▶ **PROVIDED DATA**
============================================================

//! SAFE conversion calculator CLI.
//!
//! Reads configuration and scenarios, hands validated numbers to
//! `safecap-core` and renders the results.

pub mod commands;
pub mod config;
pub mod render;
pub mod scenario;

use config::{LogFormat, LogLevel};
use tracing::level_filters::LevelFilter;
use tracing_subscriber::{fmt, layer::SubscriberExt, util::SubscriberInitExt, EnvFilter};

pub const VERSION: &str = env!("CARGO_PKG_VERSION");

/// Diagnostics go to stderr so stdout only carries command output.
/// `RUST_LOG` wins over the configured level.
pub fn init_tracing(level: LogLevel, format: LogFormat) {
    let filter = EnvFilter::builder()
        .with_default_directive(LevelFilter::from(level).into())
        .from_env_lossy();
    let registry = tracing_subscriber::registry().with(filter);

    match format {
        LogFormat::Json => registry
            .with(
                fmt::layer()
                    .json()
                    .with_current_span(false)
                    .with_writer(std::io::stderr),
            )
            .init(),
        LogFormat::Text => registry
            .with(
                fmt::layer()
                    .with_target(true)
                    .with_line_number(true)
                    .with_writer(std::io::stderr),
            )
            .init(),
    }
}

============================================================

Repeat only the lines from the one holding "LogFormat::Text => registry" through the last line of the data.

▶ **RESPONSE AREA**
        LogFormat::Text => registry
            .with(
                fmt::layer()
                    .with_target(true)
                    .with_line_number(true)
                    .with_writer(std::io::stderr),
            )
            .init(),
    }
}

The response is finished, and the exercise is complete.